--- START ---

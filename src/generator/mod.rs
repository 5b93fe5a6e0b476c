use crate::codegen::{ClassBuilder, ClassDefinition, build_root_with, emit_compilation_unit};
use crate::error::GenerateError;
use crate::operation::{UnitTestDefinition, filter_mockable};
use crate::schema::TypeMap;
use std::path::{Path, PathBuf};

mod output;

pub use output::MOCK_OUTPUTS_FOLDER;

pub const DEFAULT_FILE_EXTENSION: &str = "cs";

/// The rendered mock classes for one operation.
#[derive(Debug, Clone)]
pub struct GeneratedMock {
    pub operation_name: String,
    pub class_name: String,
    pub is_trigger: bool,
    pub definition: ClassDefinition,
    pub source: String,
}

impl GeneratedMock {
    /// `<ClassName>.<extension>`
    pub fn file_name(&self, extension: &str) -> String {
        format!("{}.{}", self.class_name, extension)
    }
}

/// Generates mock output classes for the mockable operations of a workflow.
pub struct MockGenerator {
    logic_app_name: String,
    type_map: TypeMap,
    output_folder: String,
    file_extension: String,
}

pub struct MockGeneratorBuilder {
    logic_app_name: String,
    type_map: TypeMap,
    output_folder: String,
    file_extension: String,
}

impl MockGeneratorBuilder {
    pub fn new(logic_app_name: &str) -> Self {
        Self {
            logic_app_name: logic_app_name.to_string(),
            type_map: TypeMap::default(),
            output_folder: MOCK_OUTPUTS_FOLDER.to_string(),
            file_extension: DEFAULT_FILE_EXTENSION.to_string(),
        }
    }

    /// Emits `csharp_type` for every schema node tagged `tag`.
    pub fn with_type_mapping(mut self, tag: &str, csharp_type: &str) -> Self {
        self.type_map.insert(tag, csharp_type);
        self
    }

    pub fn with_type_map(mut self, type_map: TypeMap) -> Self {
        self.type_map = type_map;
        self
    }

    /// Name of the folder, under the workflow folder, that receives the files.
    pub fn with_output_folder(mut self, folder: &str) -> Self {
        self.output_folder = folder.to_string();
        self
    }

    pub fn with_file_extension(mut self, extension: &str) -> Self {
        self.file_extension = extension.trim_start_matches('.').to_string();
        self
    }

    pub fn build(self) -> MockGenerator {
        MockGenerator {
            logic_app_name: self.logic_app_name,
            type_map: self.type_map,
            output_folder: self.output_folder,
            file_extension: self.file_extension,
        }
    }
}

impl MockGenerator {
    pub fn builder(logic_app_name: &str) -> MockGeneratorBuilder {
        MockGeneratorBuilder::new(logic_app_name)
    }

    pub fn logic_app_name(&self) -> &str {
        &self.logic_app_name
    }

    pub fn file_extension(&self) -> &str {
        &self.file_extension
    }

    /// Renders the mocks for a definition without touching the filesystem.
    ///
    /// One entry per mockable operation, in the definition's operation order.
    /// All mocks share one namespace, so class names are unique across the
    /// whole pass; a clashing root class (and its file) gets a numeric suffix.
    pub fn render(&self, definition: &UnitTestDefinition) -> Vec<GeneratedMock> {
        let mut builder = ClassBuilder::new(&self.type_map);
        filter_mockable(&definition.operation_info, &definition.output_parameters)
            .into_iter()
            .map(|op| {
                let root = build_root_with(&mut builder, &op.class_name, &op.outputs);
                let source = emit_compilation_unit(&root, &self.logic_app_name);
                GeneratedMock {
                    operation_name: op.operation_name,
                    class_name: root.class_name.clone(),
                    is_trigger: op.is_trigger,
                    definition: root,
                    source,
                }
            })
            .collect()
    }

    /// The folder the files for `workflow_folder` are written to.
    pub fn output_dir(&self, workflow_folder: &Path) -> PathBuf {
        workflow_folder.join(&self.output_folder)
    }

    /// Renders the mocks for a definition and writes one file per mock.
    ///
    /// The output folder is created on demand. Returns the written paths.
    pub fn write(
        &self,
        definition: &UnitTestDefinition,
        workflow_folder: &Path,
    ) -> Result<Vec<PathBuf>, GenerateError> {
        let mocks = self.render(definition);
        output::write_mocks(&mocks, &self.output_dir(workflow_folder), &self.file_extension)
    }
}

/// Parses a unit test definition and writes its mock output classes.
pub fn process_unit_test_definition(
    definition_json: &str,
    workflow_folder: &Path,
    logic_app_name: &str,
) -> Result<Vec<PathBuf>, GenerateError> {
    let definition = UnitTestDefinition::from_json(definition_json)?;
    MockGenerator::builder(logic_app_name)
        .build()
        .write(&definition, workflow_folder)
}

--- END ---

TASK TO COMPLETE:
Please reproduce every line shown above, exactly as written.

EXERCISE ANSWER:
filename src/generator/mod.rs
repository 5b93fe5a6e0b476c
use crate::codegen::{ClassBuilder, ClassDefinition, build_root_with, emit_compilation_unit};
use crate::error::GenerateError;
use crate::operation::{UnitTestDefinition, filter_mockable};
use crate::schema::TypeMap;
use std::path::{Path, PathBuf};

mod output;

pub use output::MOCK_OUTPUTS_FOLDER;

pub const DEFAULT_FILE_EXTENSION: &str = "cs";

/// The rendered mock classes for one operation.
#[derive(Debug, Clone)]
pub struct GeneratedMock {
    pub operation_name: String,
    pub class_name: String,
    pub is_trigger: bool,
    pub definition: ClassDefinition,
    pub source: String,
}

impl GeneratedMock {
    /// `<ClassName>.<extension>`
    pub fn file_name(&self, extension: &str) -> String {
        format!("{}.{}", self.class_name, extension)
    }
}

/// Generates mock output classes for the mockable operations of a workflow.
pub struct MockGenerator {
    logic_app_name: String,
    type_map: TypeMap,
    output_folder: String,
    file_extension: String,
}

pub struct MockGeneratorBuilder {
    logic_app_name: String,
    type_map: TypeMap,
    output_folder: String,
    file_extension: String,
}

impl MockGeneratorBuilder {
    pub fn new(logic_app_name: &str) -> Self {
        Self {
            logic_app_name: logic_app_name.to_string(),
            type_map: TypeMap::default(),
            output_folder: MOCK_OUTPUTS_FOLDER.to_string(),
            file_extension: DEFAULT_FILE_EXTENSION.to_string(),
        }
    }

    /// Emits `csharp_type` for every schema node tagged `tag`.
    pub fn with_type_mapping(mut self, tag: &str, csharp_type: &str) -> Self {
        self.type_map.insert(tag, csharp_type);
        self
    }

    pub fn with_type_map(mut self, type_map: TypeMap) -> Self {
        self.type_map = type_map;
        self
    }

    /// Name of the folder, under the workflow folder, that receives the files.
    pub fn with_output_folder(mut self, folder: &str) -> Self {
        self.output_folder = folder.to_string();
        self
    }

    pub fn with_file_extension(mut self, extension: &str) -> Self {
        self.file_extension = extension.trim_start_matches('.').to_string();
        self
    }

    pub fn build(self) -> MockGenerator {
        MockGenerator {
            logic_app_name: self.logic_app_name,
            type_map: self.type_map,
            output_folder: self.output_folder,
            file_extension: self.file_extension,
        }
    }
}

impl MockGenerator {
    pub fn builder(logic_app_name: &str) -> MockGeneratorBuilder {
        MockGeneratorBuilder::new(logic_app_name)
    }

    pub fn logic_app_name(&self) -> &str {
        &self.logic_app_name
    }

    pub fn file_extension(&self) -> &str {
        &self.file_extension
    }

    /// Renders the mocks for a definition without touching the filesystem.
    ///
    /// One entry per mockable operation, in the definition's operation order.
    /// All mocks share one namespace, so class names are unique across the
    /// whole pass; a clashing root class (and its file) gets a numeric suffix.
    pub fn render(&self, definition: &UnitTestDefinition) -> Vec<GeneratedMock> {
        let mut builder = ClassBuilder::new(&self.type_map);
        filter_mockable(&definition.operation_info, &definition.output_parameters)
            .into_iter()
            .map(|op| {
                let root = build_root_with(&mut builder, &op.class_name, &op.outputs);
                let source = emit_compilation_unit(&root, &self.logic_app_name);
                GeneratedMock {
                    operation_name: op.operation_name,
                    class_name: root.class_name.clone(),
                    is_trigger: op.is_trigger,
                    definition: root,
                    source,
                }
            })
            .collect()
    }

    /// The folder the files for `workflow_folder` are written to.
    pub fn output_dir(&self, workflow_folder: &Path) -> PathBuf {
        workflow_folder.join(&self.output_folder)
    }

    /// Renders the mocks for a definition and writes one file per mock.
    ///
    /// The output folder is created on demand. Returns the written paths.
    pub fn write(
        &self,
        definition: &UnitTestDefinition,
        workflow_folder: &Path,
    ) -> Result<Vec<PathBuf>, GenerateError> {
        let mocks = self.render(definition);
        output::write_mocks(&mocks, &self.output_dir(workflow_folder), &self.file_extension)
    }
}

/// Parses a unit test definition and writes its mock output classes.
pub fn process_unit_test_definition(
    definition_json: &str,
    workflow_folder: &Path,
    logic_app_name: &str,
) -> Result<Vec<PathBuf>, GenerateError> {
    let definition = UnitTestDefinition::from_json(definition_json)?;
    MockGenerator::builder(logic_app_name)
        .build()
        .write(&definition, workflow_folder)
}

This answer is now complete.